Further, the computer program according to the present invention further includes information on the work start state for each worker for each work process and information on the alternative worker including the working time as the teacher data, and uses the work efficiency support server. In the trained engine, for a predetermined work process, the first work quality value when the worker continuously works and the second work quality value when the worker takes turns working are set. The means for calculating, the work quality determination means for determining whether or not the second work quality value is larger than the first work quality value, and the work quality determination means for which the second work quality value is the first. When it is determined that the work quality value is larger than that of the above, it is preferable that the worker information generating means functions as a generating means for generating information for prompting a change.

Next, in order to achieve the above object, the computer program according to the present invention uses the work efficiency support server with fatigue degree information indicating the degree of fatigue for each worker, including at least autonomic nerve balance information for each worker, and the worker.
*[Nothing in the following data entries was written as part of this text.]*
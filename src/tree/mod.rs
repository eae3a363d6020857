//! Directory tree building
//!
//! The builder walks the filesystem once, classifies every entry and returns
//! an immutable `TreeResult` with aggregate directory and file counts.
//!
//! - `classify` - entry classification (link, directory, executable, file)
//! - `builder` - recursive traversal producing the node tree
//! - `node` - the built value types

mod builder;
mod classify;
mod config;
mod node;
mod utils;

pub use builder::TreeBuilder;
pub use classify::{Classification, classify, is_executable};
pub use config::BuildOptions;
pub use node::{Counts, EntryType, Node, TreeResult};
pub use utils::{compare_names, is_hidden};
Information on the frequency of occurrence of defective products in the work process, information on the engagement period of the work process, information on the job system, information on the transition of the work process, process performance information including at least one of the information on the non-in charge period of the work process. In a computer program that functions as a teacher data acquisition means to be acquired as teacher data, the worker affects the quality of work by using the work efficiency support server using a prediction model machine-learned based on the acquired teacher data. A work quality value acquisition means for acquiring a work quality value from a trained engine that calculates a work quality value indicating the degree of giving, and a worker information generation that generates information about a worker for each worker based on the acquired work quality value. It is characterized by functioning as a means.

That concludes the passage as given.